Alien as Metaphor for Rape
About getting rid of cars from city streets.
A few years back, while observing a university lecture, a well-regarded academic was discussing the Alien film series. “As you all know,” he began, “Alien is a metaphor for rape.” In his possible world, he was setting up a conversation between Lieutenant Ellen Ripley, the character played by Sigourney Weaver, and Saint Sebastian, the saint shared by both the Catholic and Orthodox churches: for both Ripley and Sebastian, it’s always about the gesture of the one who says no.
The first problem lay in that opening phrase: “As you all know.” This is an epistemic modalizer, or logical-epistemic marker, used to assume a position of truth, objectivity, knowledge, and certainty: obviously, it’s well-known, of course, it’s clear, no doubt, etc. But here it felt sneakier. Because of the plural you: as you (all) know, Alien is a metaphor for rape. A form of address that led to the second problem. I didn’t know that. Why should I? Is Alien a metaphor for rape? Since when? How did that happen? How does one come to such a conclusion?
My first reaction was the one we tend to have when something disorients or unsettles us: assume everyone else is a moron and double down on the things we know—or think we do. Modalized or not, at least I knew one thing: Alien was not a metaphor for rape.
I left thinking about all of this. I was probably muttering to myself, kicking little stones. Alien could be a metaphor for many things, but not for rape. I was angry. More than that, I was offended. Offended in the sense that I assumed my complete and secure universe—taken for granted, something that just was—had been destabilized. I might not have known who Saint Sebastian was, but I did know Alien well enough. But the more I thought about it, the less I muttered. By the time my walk ended—after recalling the creature forcibly penetrating people, even when they were asleep or unconscious, impregnating them or killing them, forcing victims to give birth against their will, some even resorting to suicide to avoid doing so—I had long stopped kicking little stones and had fully embraced the epistemic modalizer: we all know Alien is a metaphor for rape.
It seemed I hadn’t been paying as much attention as I thought. This was said from the outset. The Ridley Scott film premiered in 1979 and, by the following year, publications, symposiums, studies, books had already built on the premise that, as you know, Alien is a metaphor for rape. But not all of us can know everything. Sometimes we focus on other things. Or we don’t focus at all.

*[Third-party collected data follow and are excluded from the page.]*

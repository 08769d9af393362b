use crate::error::AppError;
use config::{Config as Cfg, File};
use serde::Deserialize;
use std::net::{IpAddr, Ipv4Addr, SocketAddr};

/// Settings shared by every service: where the HTTP listener binds.
///
/// Read from an optional `configuration.{toml,yaml,json}` file and from
/// `APP__*` environment variables (`APP__PORT=9000`).
#[derive(Debug, Deserialize, Clone)]
pub struct Config {
    #[serde(default = "default_host")]
    pub host: IpAddr,
    #[serde(default = "default_port")]
    pub port: u16,
}

fn default_host() -> IpAddr {
    IpAddr::V4(Ipv4Addr::UNSPECIFIED)
}

fn default_port() -> u16 {
    8080
}

impl Default for Config {
    fn default() -> Self {
        Self {
            host: default_host(),
            port: default_port(),
        }
    }
}

impl Config {
    pub fn load() -> Result<Self, AppError> {
        dotenvy::dotenv().ok();

        let config = Cfg::builder()
            .add_source(File::with_name("configuration").required(false))
            .add_source(config::Environment::with_prefix("APP").separator("__"))
            .build()?;

        Ok(config.try_deserialize()?)
    }

    pub fn bind_addr(&self) -> SocketAddr {
        SocketAddr::new(self.host, self.port)
    }
}

#[cfg(test)]
mod tests {
    use super::*;

    #[test]
    fn defaults_bind_all_interfaces_on_8080() {
        let config = Config::default();
        assert_eq!(config.bind_addr(), "0.0.0.0:8080".parse().unwrap());
    }

    #[test]
    fn deserializes_partial_settings() {
        let config: Config = Cfg::builder()
            .set_override("port", 0)
            .unwrap()
            .build()
            .unwrap()
            .try_deserialize()
            .unwrap();

        assert_eq!(config.port, 0);
        assert_eq!(config.host, default_host());
    }
}
//! Services module for reconciliation-service.

pub mod cascade;
pub mod database;
pub mod engine;
pub mod memory;
pub mod metrics;
pub mod store;

pub use database::PgStore;
pub use engine::ReconciliationEngine;
pub use memory::MemoryStore;
pub use metrics::{get_metrics, init_metrics};
pub use store::{LedgerStore, LedgerTx};
//! Checkpoint API integration tests.

mod common;

use common::{d, money, spawn_app};
use serde_json::{json, Value};

#[tokio::test]
async fn first_checkpoint_on_empty_account_books_full_adjustment() {
    let app = spawn_app().await;
    let account = app.create_account("Operating").await;

    let res = app
        .post(
            &format!("/accounts/{}/checkpoints", account),
            json!({ "checkpoint_date": "2025-01-31", "declared_balance": "1000000" }),
        )
        .await;
    assert_eq!(res.status(), 201);
    let body: Value = res.json().await.unwrap();

    let checkpoint = &body["checkpoint"];
    assert_eq!(body["created"], true);
    assert_eq!(checkpoint["checkpoint_date"], "2025-01-31");
    assert_eq!(money(&checkpoint["declared_balance"]), d("1000000"));
    assert_eq!(money(&checkpoint["calculated_balance"]), d("0"));
    assert_eq!(money(&checkpoint["adjustment_amount"]), d("1000000"));
    assert_eq!(checkpoint["is_reconciled"], false);

    let adjustment = &body["adjustment_transaction"];
    assert_eq!(adjustment["direction"], "credit");
    assert_eq!(money(&adjustment["amount"]), d("1000000"));
    assert_eq!(adjustment["transaction_date"], "2025-01-31");
    assert_eq!(adjustment["is_balance_adjustment"], true);
    assert_eq!(adjustment["checkpoint_id"], checkpoint["checkpoint_id"]);

    assert_eq!(app.adjustment_rows(account).await.len(), 1);
}

#[tokio::test]
async fn explaining_transaction_reconciles_and_retires_adjustment() {
    let app = spawn_app().await;
    let account = app.create_account("Operating").await;
    app.save_checkpoint(account, "2025-01-31", "1000000").await;

    let written = app
        .create_transaction(account, "2025-01-15", "1000000", "credit")
        .await;
    let cascade = written["cascade"].as_array().unwrap();
    assert_eq!(cascade.len(), 1);
    assert_eq!(cascade[0]["adjustment_transaction_updated"], true);

    let res = app
        .post(
            &format!("/accounts/{}/checkpoints/recalculate", account),
            json!({}),
        )
        .await;
    assert_eq!(res.status(), 200);
    let report: Value = res.json().await.unwrap();
    let after = &report["checkpoints"][0]["after"];
    assert_eq!(money(&after["calculated_balance"]), d("1000000"));
    assert_eq!(money(&after["adjustment_amount"]), d("0"));
    assert_eq!(after["is_reconciled"], true);

    let checkpoints = app.checkpoints(account).await;
    assert_eq!(checkpoints[0]["is_reconciled"], true);
    assert!(app.adjustment_rows(account).await.is_empty());
}

#[tokio::test]
async fn later_checkpoint_builds_on_earlier_adjustment() {
    let app = spawn_app().await;
    let account = app.create_account("Operating").await;

    app.save_checkpoint(account, "2025-01-31", "1000000").await;
    let feb = app.save_checkpoint(account, "2025-02-28", "1500000").await;

    let checkpoint = &feb["checkpoint"];
    assert_eq!(money(&checkpoint["calculated_balance"]), d("1000000"));
    assert_eq!(money(&checkpoint["adjustment_amount"]), d("500000"));
    assert_eq!(money(&feb["adjustment_transaction"]["amount"]), d("500000"));
}

#[tokio::test]
async fn inserting_earlier_checkpoint_cascades_forward() {
    let app = spawn_app().await;
    let account = app.create_account("Operating").await;

    app.save_checkpoint(account, "2025-02-28", "1500000").await;
    app.save_checkpoint(account, "2025-01-31", "1000000").await;

    let checkpoints = app.checkpoints(account).await;
    assert_eq!(checkpoints.len(), 2);
    assert_eq!(money(&checkpoints[1]["calculated_balance"]), d("1000000"));
    assert_eq!(money(&checkpoints[1]["adjustment_amount"]), d("500000"));

    for cp in &checkpoints {
        assert_eq!(
            money(&cp["declared_balance"]),
            money(&cp["calculated_balance"]) + money(&cp["adjustment_amount"])
        );
    }
}

#[tokio::test]
async fn same_date_updates_existing_checkpoint() {
    let app = spawn_app().await;
    let account = app.create_account("Operating").await;

    let first = app.save_checkpoint(account, "2025-01-31", "100").await;

    let res = app
        .post(
            &format!("/accounts/{}/checkpoints", account),
            json!({ "checkpoint_date": "2025-01-31T18:30:00+07:00", "declared_balance": 250.5 }),
        )
        .await;
    assert_eq!(res.status(), 200);
    let second: Value = res.json().await.unwrap();

    assert_eq!(second["created"], false);
    assert_eq!(
        second["checkpoint"]["checkpoint_id"],
        first["checkpoint"]["checkpoint_id"]
    );
    assert_eq!(money(&second["checkpoint"]["adjustment_amount"]), d("250.50"));

    assert_eq!(app.checkpoints(account).await.len(), 1);
    let adjustments = app.adjustment_rows(account).await;
    assert_eq!(adjustments.len(), 1);
    assert_eq!(money(&adjustments[0]["amount"]), d("250.50"));
}

#[tokio::test]
async fn same_day_transactions_are_inside_the_checkpoint() {
    let app = spawn_app().await;
    let account = app.create_account("Operating").await;

    app.create_transaction(account, "2025-01-31", "40", "credit")
        .await;
    app.create_transaction(account, "2025-02-01", "15", "debit")
        .await;
    let body = app.save_checkpoint(account, "2025-01-31", "40").await;

    assert_eq!(money(&body["checkpoint"]["calculated_balance"]), d("40"));
    assert_eq!(body["checkpoint"]["is_reconciled"], true);
    assert!(body["adjustment_transaction"].is_null());
}

#[tokio::test]
async fn shortfall_is_booked_as_debit() {
    let app = spawn_app().await;
    let account = app.create_account("Operating").await;
    app.create_transaction(account, "2025-01-10", "500", "credit")
        .await;

    let body = app.save_checkpoint(account, "2025-01-31", "420.25").await;

    assert_eq!(money(&body["checkpoint"]["adjustment_amount"]), d("-79.75"));
    assert_eq!(body["adjustment_transaction"]["direction"], "debit");
    assert_eq!(money(&body["adjustment_transaction"]["amount"]), d("79.75"));
}

#[tokio::test]
async fn deleting_checkpoint_removes_its_adjustment_and_shifts_the_next() {
    let app = spawn_app().await;
    let account = app.create_account("Operating").await;

    let jan = app.save_checkpoint(account, "2025-01-31", "1000000").await;
    app.save_checkpoint(account, "2025-02-28", "1500000").await;
    app.save_checkpoint(account, "2025-03-31", "1500000").await;

    let before = app.checkpoints(account).await;
    let feb_before = money(&before[1]["calculated_balance"]);
    let mar_before = money(&before[2]["calculated_balance"]);

    let jan_id = jan["checkpoint"]["checkpoint_id"].as_str().unwrap();
    let res = app.delete(&format!("/checkpoints/{}", jan_id)).await;
    assert_eq!(res.status(), 200);
    let deleted: Value = res.json().await.unwrap();
    assert_eq!(money(&deleted["removed_adjustment"]), d("1000000"));
    assert_eq!(deleted["adjustment_transaction_deleted"], true);

    let after = app.checkpoints(account).await;
    assert_eq!(after.len(), 2);
    assert_eq!(
        money(&after[0]["calculated_balance"]),
        feb_before - d("1000000")
    );
    assert_eq!(money(&after[0]["adjustment_amount"]), d("1500000"));
    assert_eq!(money(&after[1]["calculated_balance"]), mar_before);

    let remaining = app.adjustment_rows(account).await;
    assert_eq!(remaining.len(), 1);
    assert!(remaining.iter().all(|t| t["checkpoint_id"] != jan_id));

    let res = app.get(&format!("/checkpoints/{}", jan_id)).await;
    assert_eq!(res.status(), 404);
}

#[tokio::test]
async fn list_pages_by_checkpoint_date() {
    let app = spawn_app().await;
    let account = app.create_account("Operating").await;
    for date in ["2025-01-31", "2025-02-28", "2025-03-31"] {
        app.save_checkpoint(account, date, "10").await;
    }

    let res = app
        .get(&format!(
            "/accounts/{}/checkpoints?order=asc&page_size=2",
            account
        ))
        .await;
    let page: Value = res.json().await.unwrap();
    assert_eq!(page["checkpoints"].as_array().unwrap().len(), 2);
    assert_eq!(page["next_page_token"], "2025-02-28");

    let res = app
        .get(&format!(
            "/accounts/{}/checkpoints?order=asc&page_size=2&page_token=2025-02-28",
            account
        ))
        .await;
    let page: Value = res.json().await.unwrap();
    let rest = page["checkpoints"].as_array().unwrap();
    assert_eq!(rest.len(), 1);
    assert_eq!(rest[0]["checkpoint_date"], "2025-03-31");
    assert!(page["next_page_token"].is_null());

    let res = app
        .get(&format!("/accounts/{}/checkpoints", account))
        .await;
    let page: Value = res.json().await.unwrap();
    assert_eq!(page["checkpoints"][0]["checkpoint_date"], "2025-03-31");
}

#[tokio::test]
async fn list_can_hide_reconciled_checkpoints() {
    let app = spawn_app().await;
    let account = app.create_account("Operating").await;
    app.save_checkpoint(account, "2025-01-31", "0").await;
    app.save_checkpoint(account, "2025-02-28", "75").await;

    let res = app
        .get(&format!(
            "/accounts/{}/checkpoints?include_reconciled=false",
            account
        ))
        .await;
    let page: Value = res.json().await.unwrap();
    let listed = page["checkpoints"].as_array().unwrap();
    assert_eq!(listed.len(), 1);
    assert_eq!(listed[0]["checkpoint_date"], "2025-02-28");
}

#[tokio::test]
async fn summary_aggregates_outstanding_adjustments() {
    let app = spawn_app().await;
    let account = app.create_account("Operating").await;
    app.create_transaction(account, "2025-01-05", "100", "credit")
        .await;
    app.save_checkpoint(account, "2025-01-31", "100").await;
    app.save_checkpoint(account, "2025-02-28", "80").await;
    app.save_checkpoint(account, "2025-03-31", "130").await;

    let res = app
        .get(&format!("/accounts/{}/checkpoints/summary", account))
        .await;
    assert_eq!(res.status(), 200);
    let summary: Value = res.json().await.unwrap();

    assert_eq!(summary["total_checkpoints"], 3);
    assert_eq!(summary["reconciled_count"], 1);
    assert_eq!(summary["unreconciled_count"], 2);
    assert_eq!(money(&summary["outstanding_adjustment_total"]), d("30"));
    assert_eq!(money(&summary["outstanding_adjustment_absolute"]), d("70"));
    assert_eq!(summary["earliest_checkpoint_date"], "2025-01-31");
    assert_eq!(summary["latest_checkpoint_date"], "2025-03-31");
    assert_eq!(money(&summary["latest_declared_balance"]), d("130"));
}

#[tokio::test]
async fn invalid_input_is_rejected_before_any_write() {
    let app = spawn_app().await;
    let account = app.create_account("Operating").await;
    let path = format!("/accounts/{}/checkpoints", account);

    for body in [
        json!({ "checkpoint_date": "31/01/2025", "declared_balance": "10" }),
        json!({ "checkpoint_date": "", "declared_balance": "10" }),
        json!({ "checkpoint_date": "2025-01-31", "declared_balance": "ten" }),
        json!({ "checkpoint_date": "2025-01-31", "declared_balance": "10.005" }),
        json!({ "checkpoint_date": "2025-01-31" }),
    ] {
        let res = app.post(&path, body.clone()).await;
        assert_eq!(res.status(), 400, "body {}", body);
    }

    assert!(app.checkpoints(account).await.is_empty());
}

#[tokio::test]
async fn unknown_account_and_checkpoint_are_not_found() {
    let app = spawn_app().await;
    let missing = uuid::Uuid::new_v4();

    let res = app
        .post(
            &format!("/accounts/{}/checkpoints", missing),
            json!({ "checkpoint_date": "2025-01-31", "declared_balance": "10" }),
        )
        .await;
    assert_eq!(res.status(), 404);

    let res = app.delete(&format!("/checkpoints/{}", missing)).await;
    assert_eq!(res.status(), 404);

    let res = app
        .get(&format!("/accounts/{}/checkpoints/summary", missing))
        .await;
    assert_eq!(res.status(), 404);
}

#[tokio::test]
async fn tenants_do_not_see_each_other() {
    let app = spawn_app().await;
    let account = app.create_account("Operating").await;
    let body = app.save_checkpoint(account, "2025-01-31", "10").await;
    let checkpoint_id = body["checkpoint"]["checkpoint_id"].as_str().unwrap();

    let res = app
        .client
        .get(app.url(&format!("/checkpoints/{}", checkpoint_id)))
        .header("x-tenant-id", uuid::Uuid::new_v4().to_string())
        .send()
        .await
        .unwrap();
    assert_eq!(res.status(), 404);
}

#[tokio::test]
async fn missing_tenant_header_is_unauthorized() {
    let app = spawn_app().await;

    let res = app
        .client
        .get(app.url("/accounts"))
        .send()
        .await
        .unwrap();
    assert_eq!(res.status(), 401);

    let body: Value = res.json().await.unwrap();
    assert_eq!(body["retryable"], false);
}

We prize jump scares over metaphors—the jolt we feel when the creature bursts from a chest that seemed fine a moment ago.
Thinking of Alien as a metaphor for rape can be a useful strategy for engaging with urban issues. As long as we remove—or at least handle with care—the logical-epistemic modalizers.
Take the issue of getting rid of cars from city streets. The moment you bring it up, you can almost see that familiar expression form on anyone’s face: offense. As though you were telling them Alien is a metaphor for rape. The idea that city streets aren’t for the exclusive use of cars offends some primordial principle of life organization—not in a social or political sense, but in an existential, fundamental one.
Something primordial.
Think of children’s drawings of everyday life, the ones always posted on school walls: an elementary composition—a horizon line, a house above it, a tree beside it, maybe flowers, a dog, the sun in the sky, and a car passing down the street. Calling it a naturalized fact doesn’t do it justice. It’s the very blueprint of the universe. That’s why so many drivers can’t fathom sharing the street with cyclists. Or placing café tables in that narrow strip beside the curb—ground they assume God ordained for cars. Or debating who was at fault after a crossing: someone lost in Alien, or a driver hurtling two tons of metal while glued to their phone—as if both bore the same responsibility, when we know they don’t. None of this makes sense at first glance. The initial reaction to any crack in that self-contained universe is disorientation. Confusion. Muttering. Kicking little stones. Clinging to what they know. Offense over anger.
That’s why it’s useful to think of Alien as a metaphor for rape. Or whichever Alien-is-a-metaphor-for-rape you’ve tucked away. It forces you to remember what it feels like when your complete world begins to crack. It helps you set aside the logical-epistemic modalizer. That’s the first step toward making the changes we want—urban or otherwise—actually change.